→ Material for this exercise
***
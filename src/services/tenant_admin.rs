// src/services/tenant_admin.rs

use serde_json::json;
use std::sync::Arc;
use uuid::Uuid;

use crate::{
    adapters::{scope::id_values, UnitDirectory},
    common::error::{AppError, AppResult},
    db::{fetch_all, from_row, to_row, DataStore, Query, Sort, Table},
    models::{
        context::TenantContext,
        role::Capability,
        tenancy::{Block, NewBlock, NewTenant, NewUnit, Tenant, Unit},
    },
};

/// Cadastro da estrutura: condomínios, blocos e unidades.
#[derive(Clone)]
pub struct TenantAdminService {
    store: Arc<dyn DataStore>,
    units: UnitDirectory,
}

impl TenantAdminService {
    pub fn new(store: Arc<dyn DataStore>) -> Self {
        Self {
            units: UnitDirectory::new(store.clone()),
            store,
        }
    }

    pub async fn create_tenant(&self, ctx: &TenantContext, payload: NewTenant) -> AppResult<Tenant> {
        ctx.require(Capability::ManageTenants)?;
        let saved = self.store.insert(Table::Tenants, to_row(&payload)?).await?;
        let tenant: Tenant = from_row(saved)?;
        tracing::info!("🏢 Condomínio '{}' criado por {}", tenant.name, ctx.user_id);
        Ok(tenant)
    }

    /// Admin global vê todos; os demais só o próprio condomínio.
    pub async fn list_tenants(&self, ctx: &TenantContext) -> AppResult<Vec<Tenant>> {
        let mut query = Query::new().order(Sort::parse("name"));
        if let Some(tenant_id) = ctx.read_scope()? {
            query = query.eq("id", json!(tenant_id));
        }
        let tenants: Vec<Tenant> = fetch_all(self.store.as_ref(), Table::Tenants, &query).await?;
        Ok(ctx.scope_filter(tenants))
    }

    pub async fn create_block(&self, ctx: &TenantContext, payload: NewBlock) -> AppResult<Block> {
        ctx.require(Capability::ManageUnits)?;
        let payload = ctx.scope_for_insert(payload)?;
        let saved = self.store.insert(Table::Blocks, to_row(&payload)?).await?;
        from_row(saved)
    }

    pub async fn list_blocks(&self, ctx: &TenantContext) -> AppResult<Vec<Block>> {
        let mut query = Query::new().order(Sort::parse("name"));
        if let Some(tenant_id) = ctx.read_scope()? {
            query = query.eq("tenant_id", json!(tenant_id));
        }
        let blocks: Vec<Block> = fetch_all(self.store.as_ref(), Table::Blocks, &query).await?;
        Ok(ctx.scope_filter(blocks))
    }

    /// O bloco precisa ser do condomínio do contexto.
    pub async fn create_unit(&self, ctx: &TenantContext, payload: NewUnit) -> AppResult<Unit> {
        ctx.require(Capability::ManageUnits)?;
        self.visible_block(ctx, payload.block_id).await?;
        let saved = self.store.insert(Table::Units, to_row(&payload)?).await?;
        from_row(saved)
    }

    /// Unidades do condomínio, opcionalmente de um único bloco.
    pub async fn list_units(&self, ctx: &TenantContext, block_id: Option<Uuid>) -> AppResult<Vec<Unit>> {
        let mut query = Query::new().order(Sort::parse("number"));

        if let Some(block_id) = block_id {
            self.visible_block(ctx, block_id).await?;
            query = query.eq("block_id", json!(block_id));
        } else if let Some(tenant_id) = ctx.read_scope()? {
            let block_ids: Vec<Uuid> = self.list_blocks(ctx).await?.iter().map(|b| b.id).collect();
            if block_ids.is_empty() {
                return Ok(Vec::new());
            }
            tracing::debug!("Listando unidades de {} blocos do condomínio {}", block_ids.len(), tenant_id);
            query = query.is_in("block_id", id_values(&block_ids));
        }

        fetch_all(self.store.as_ref(), Table::Units, &query).await
    }

    async fn visible_block(&self, ctx: &TenantContext, block_id: Uuid) -> AppResult<Block> {
        self.units
            .block(block_id)
            .await?
            .filter(|b| ctx.owns(Some(b.tenant_id)))
            .filter(|b| ctx.tenant_id.is_none_or(|t| t == b.tenant_id))
            .ok_or(AppError::NotFound("Bloco"))
    }
}
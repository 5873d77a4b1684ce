// src/models/package.rs

use chrono::{DateTime, Utc};
use serde::{Deserialize, Serialize};
use uuid::Uuid;
use validator::Validate;

use crate::{
    db::clearable,
    models::context::{TenantScoped, TenantStamped},
};

// ---
// Status: vocabulário gravado x vocabulário exibido
// ---

/// Como o status fica gravado no banco.
#[derive(Debug, Clone, Copy, PartialEq, Eq, Hash, Serialize, Deserialize)]
#[serde(rename_all = "snake_case")]
pub enum PackageStatus {
    #[serde(alias = "recebida")]
    Received,
    #[serde(alias = "notificada")]
    Notified,
    #[serde(alias = "retirada")]
    PickedUp,
}

/// Como o status é exibido e recebido pela aplicação.
///
/// `received` gravado aparece como `awaiting`. O mapeamento vale nos dois
/// sentidos: escrever `awaiting` grava `received`. O vocabulário gravado
/// também é aceito na escrita.
#[derive(Debug, Clone, Copy, PartialEq, Eq, Hash, Serialize, Deserialize)]
#[serde(rename_all = "snake_case")]
pub enum PackageDisplayStatus {
    #[serde(alias = "received", alias = "aguardando", alias = "recebida")]
    Awaiting,
    #[serde(alias = "notificada")]
    Notified,
    #[serde(alias = "retirada")]
    PickedUp,
}

impl PackageDisplayStatus {
    pub const ALL: [PackageDisplayStatus; 3] = [
        PackageDisplayStatus::Awaiting,
        PackageDisplayStatus::Notified,
        PackageDisplayStatus::PickedUp,
    ];
}

// Leitura
impl From<PackageStatus> for PackageDisplayStatus {
    fn from(stored: PackageStatus) -> Self {
        match stored {
            PackageStatus::Received => PackageDisplayStatus::Awaiting,
            PackageStatus::Notified => PackageDisplayStatus::Notified,
            PackageStatus::PickedUp => PackageDisplayStatus::PickedUp,
        }
    }
}

// Escrita
impl From<PackageDisplayStatus> for PackageStatus {
    fn from(shown: PackageDisplayStatus) -> Self {
        match shown {
            PackageDisplayStatus::Awaiting => PackageStatus::Received,
            PackageDisplayStatus::Notified => PackageStatus::Notified,
            PackageDisplayStatus::PickedUp => PackageStatus::PickedUp,
        }
    }
}

/// A linha de `packages` como está gravada.
#[derive(Debug, Clone, PartialEq, Serialize, Deserialize)]
pub struct PackageRow {
    pub id: Uuid,
    pub tenant_id: Uuid,
    pub unit_id: Uuid,
    #[serde(default)]
    pub resident_id: Option<Uuid>,
    pub sender: String,
    pub kind: String,
    #[serde(default)]
    pub tracking_code: Option<String>,
    #[serde(default)]
    pub photo_url: Option<String>,
    #[serde(default)]
    pub note: Option<String>,
    #[serde(default)]
    pub received_by: Option<Uuid>,
    #[serde(default)]
    pub delivered_by: Option<Uuid>,
    #[serde(default)]
    pub status: Option<PackageStatus>,
    #[serde(default)]
    pub received_at: Option<DateTime<Utc>>,
    #[serde(default)]
    pub notified_at: Option<DateTime<Utc>>,
    #[serde(default)]
    pub picked_up_at: Option<DateTime<Utc>>,
    pub created_at: Option<DateTime<Utc>>,
    #[serde(default)]
    pub updated_at: Option<DateTime<Utc>>,
}

/// A encomenda para a aplicação. Os campos legados (`code`, `photo`,
/// `entered_at`, `gatekeeper_in`) repetem os canônicos para que telas
/// antigas e novas funcionem.
#[derive(Debug, Clone, PartialEq, Serialize, Deserialize)]
pub struct PackageRecord {
    pub id: Uuid,
    pub tenant_id: Uuid,
    pub unit_id: Uuid,
    pub resident_id: Option<Uuid>,
    pub sender: String,
    pub kind: String,
    pub note: Option<String>,
    pub status: PackageDisplayStatus,

    pub tracking_code: Option<String>,
    pub code: Option<String>,

    pub photo_url: Option<String>,
    pub photo: Option<String>,

    pub received_at: Option<DateTime<Utc>>,
    pub entered_at: Option<DateTime<Utc>>,

    pub received_by: Option<Uuid>,
    pub gatekeeper_in: Option<Uuid>,

    pub delivered_by: Option<Uuid>,
    pub notified_at: Option<DateTime<Utc>>,
    pub picked_up_at: Option<DateTime<Utc>>,
    pub created_at: Option<DateTime<Utc>>,
    pub updated_at: Option<DateTime<Utc>>,

    pub resident_name: String,
    pub resident_phone: String,
    pub unit_number: String,
    pub block_name: String,
    pub address_label: String,
}

impl TenantScoped for PackageRecord {
    fn tenant_id(&self) -> Option<Uuid> {
        Some(self.tenant_id)
    }
}

#[derive(Debug, Clone, Serialize, Deserialize, Validate)]
pub struct NewPackage {
    #[serde(default)]
    pub tenant_id: Option<Uuid>,
    pub unit_id: Uuid,
    #[serde(default)]
    pub resident_id: Option<Uuid>,
    #[validate(length(min = 1, message = "O remetente é obrigatório."))]
    pub sender: String,
    #[validate(length(min = 1, message = "O tipo da encomenda é obrigatório."))]
    pub kind: String,
    #[serde(default)]
    pub tracking_code: Option<String>,
    #[serde(default)]
    pub code: Option<String>,
    #[serde(default)]
    pub photo_url: Option<String>,
    #[serde(default)]
    pub photo: Option<String>,
    #[serde(default)]
    pub note: Option<String>,
    #[serde(default)]
    pub received_by: Option<Uuid>,
    #[serde(default)]
    pub status: Option<PackageDisplayStatus>,
    #[serde(default)]
    pub received_at: Option<DateTime<Utc>>,
    #[serde(default)]
    pub entered_at: Option<DateTime<Utc>>,
}

impl TenantStamped for NewPackage {
    fn tenant_id(&self) -> Option<Uuid> {
        self.tenant_id
    }

    fn set_tenant_id(&mut self, tenant_id: Uuid) {
        self.tenant_id = Some(tenant_id);
    }
}

/// O que de fato vai para a tabela, só com nomes canônicos.
#[derive(Debug, Clone, Serialize)]
pub struct PackageInsert {
    pub tenant_id: Uuid,
    pub unit_id: Uuid,
    pub resident_id: Option<Uuid>,
    pub sender: String,
    pub kind: String,
    pub tracking_code: Option<String>,
    pub photo_url: Option<String>,
    pub note: Option<String>,
    pub received_by: Option<Uuid>,
    pub status: PackageStatus,
    pub received_at: DateTime<Utc>,
}

impl NewPackage {
    /// Resolve os apelidos (o nome canônico vence quando os dois vêm).
    pub fn into_insert(self, tenant_id: Uuid, now: DateTime<Utc>) -> PackageInsert {
        PackageInsert {
            tenant_id,
            unit_id: self.unit_id,
            resident_id: self.resident_id,
            sender: self.sender,
            kind: self.kind,
            tracking_code: self.tracking_code.or(self.code),
            photo_url: self.photo_url.or(self.photo),
            note: self.note,
            received_by: self.received_by,
            status: self
                .status
                .map(PackageStatus::from)
                .unwrap_or(PackageStatus::Received),
            received_at: self.received_at.or(self.entered_at).unwrap_or(now),
        }
    }
}

/// Campos de texto usam `Option<Option<_>>`: ausente não muda, `null`
/// limpa a coluna.
#[derive(Debug, Clone, Default, Serialize, Deserialize)]
pub struct PackagePatch {
    #[serde(default)]
    pub status: Option<PackageDisplayStatus>,
    #[serde(default, deserialize_with = "clearable")]
    pub note: Option<Option<String>>,
    #[serde(default, deserialize_with = "clearable")]
    pub tracking_code: Option<Option<String>>,
    #[serde(default, deserialize_with = "clearable")]
    pub code: Option<Option<String>>,
    #[serde(default, deserialize_with = "clearable")]
    pub photo_url: Option<Option<String>>,
    #[serde(default, deserialize_with = "clearable")]
    pub photo: Option<Option<String>>,
    #[serde(default)]
    pub notified_at: Option<DateTime<Utc>>,
    #[serde(default)]
    pub picked_up_at: Option<DateTime<Utc>>,
    #[serde(default)]
    pub delivered_by: Option<Uuid>,
}

/// As colunas alteradas por um `PackagePatch`.
#[derive(Debug, Clone, Default, Serialize)]
pub struct PackageUpdate {
    #[serde(skip_serializing_if = "Option::is_none")]
    pub status: Option<PackageStatus>,
    #[serde(skip_serializing_if = "Option::is_none")]
    pub note: Option<Option<String>>,
    #[serde(skip_serializing_if = "Option::is_none")]
    pub tracking_code: Option<Option<String>>,
    #[serde(skip_serializing_if = "Option::is_none")]
    pub photo_url: Option<Option<String>>,
    #[serde(skip_serializing_if = "Option::is_none")]
    pub notified_at: Option<DateTime<Utc>>,
    #[serde(skip_serializing_if = "Option::is_none")]
    pub picked_up_at: Option<DateTime<Utc>>,
    #[serde(skip_serializing_if = "Option::is_none")]
    pub delivered_by: Option<Uuid>,
}

impl PackagePatch {
    pub fn into_update(self, now: DateTime<Utc>) -> PackageUpdate {
        let status = self.status.map(PackageStatus::from);
        let notified_at = self
            .notified_at
            .or_else(|| (status == Some(PackageStatus::Notified)).then_some(now));
        let picked_up_at = self
            .picked_up_at
            .or_else(|| (status == Some(PackageStatus::PickedUp)).then_some(now));

        PackageUpdate {
            status,
            note: self.note,
            tracking_code: self.tracking_code.or(self.code),
            photo_url: self.photo_url.or(self.photo),
            notified_at,
            picked_up_at,
            delivered_by: self.delivered_by,
        }
    }
}

#[cfg(test)]
mod tests {
    use super::*;

    #[test]
    fn status_mapping_round_trips() {
        for shown in PackageDisplayStatus::ALL {
            let stored = PackageStatus::from(shown);
            assert_eq!(PackageDisplayStatus::from(stored), shown);
        }
    }

    #[test]
    fn writes_accept_both_vocabularies() {
        let raw: PackageDisplayStatus = serde_json::from_str("\"received\"").unwrap();
        let shown: PackageDisplayStatus = serde_json::from_str("\"awaiting\"").unwrap();
        assert_eq!(raw, shown);
        assert_eq!(PackageStatus::from(raw), PackageStatus::Received);
    }

    #[test]
    fn canonical_name_wins_over_alias() {
        let input = NewPackage {
            tenant_id: None,
            unit_id: Uuid::new_v4(),
            resident_id: None,
            sender: "Loja".into(),
            kind: "caixa".into(),
            tracking_code: Some("BR123".into()),
            code: Some("OLD".into()),
            photo_url: None,
            photo: Some("foto.jpg".into()),
            note: None,
            received_by: None,
            status: None,
            received_at: None,
            entered_at: None,
        };
        let now = Utc::now();
        let insert = input.into_insert(Uuid::new_v4(), now);

        assert_eq!(insert.tracking_code.as_deref(), Some("BR123"));
        assert_eq!(insert.photo_url.as_deref(), Some("foto.jpg"));
        assert_eq!(insert.status, PackageStatus::Received);
        assert_eq!(insert.received_at, now);
    }

    #[test]
    fn picking_up_stamps_time() {
        let now = Utc::now();
        let update = PackagePatch {
            status: Some(PackageDisplayStatus::PickedUp),
            ..Default::default()
        }
        .into_update(now);
        assert_eq!(update.picked_up_at, Some(now));
        assert_eq!(update.notified_at, None);
    }

    #[test]
    fn null_clears_and_absent_keeps() {
        let patch: PackagePatch = serde_json::from_value(serde_json::json!({ "note": null, "code": "BR9" })).unwrap();
        let row = crate::db::to_patch_row(&patch.into_update(Utc::now())).unwrap();

        assert!(row["note"].is_null());
        assert_eq!(row["tracking_code"], "BR9");
        assert!(!row.contains_key("photo_url"));
    }
}
// src/adapters/scope.rs

use serde::de::DeserializeOwned;
use serde_json::{json, Value};
use std::collections::HashSet;
use uuid::Uuid;

use crate::{
    common::error::{AppError, AppResult},
    db::{from_row, DataStore, Filter, Query, Sort, Table},
    models::context::TenantContext,
};

/// Consulta com os critérios do chamador mais o filtro de condomínio do
/// contexto. Todo adaptador com coluna `tenant_id` passa por aqui.
pub fn scoped_query(
    ctx: &TenantContext,
    criteria: &[Filter],
    sort: &Sort,
    limit: Option<usize>,
) -> AppResult<Query> {
    let mut query = Query::new().order(sort.clone()).limit(limit);
    for filter in criteria {
        query = query.filter(filter.clone());
    }
    if let Some(tenant_id) = ctx.read_scope()? {
        query = query.eq("tenant_id", json!(tenant_id));
    }
    Ok(query)
}

/// Busca pelo id dentro do condomínio do contexto. "Não existe" e "é de
/// outro condomínio" dão o mesmo `NotFound`.
pub async fn owned<T: DeserializeOwned>(
    store: &dyn DataStore,
    table: Table,
    ctx: &TenantContext,
    id: Uuid,
    what: &'static str,
) -> AppResult<T> {
    let query = scoped_query(ctx, &[Filter::Eq("id".into(), json!(id))], &Sort::default(), Some(1))?;
    let rows = store.select(table, &query).await?;
    let row = ctx
        .scope_filter_rows(rows, "tenant_id")
        .pop()
        .ok_or(AppError::NotFound(what))?;
    from_row(row)
}

/// Ids únicos, na ordem em que apareceram.
pub fn unique_ids<I: IntoIterator<Item = Uuid>>(ids: I) -> Vec<Uuid> {
    let mut seen = HashSet::new();
    ids.into_iter().filter(|id| seen.insert(*id)).collect()
}

pub fn id_values(ids: &[Uuid]) -> Vec<Value> {
    ids.iter().map(|id| json!(id)).collect()
}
***
Spot the lines above that mention "saved" and copy them.

        let saved = self.store.insert(Table::Tenants, to_row(&payload)?).await?;
        let tenant: Tenant = from_row(saved)?;
        let saved = self.store.insert(Table::Blocks, to_row(&payload)?).await?;
        from_row(saved)
        let saved = self.store.insert(Table::Units, to_row(&payload)?).await?;
        from_row(saved)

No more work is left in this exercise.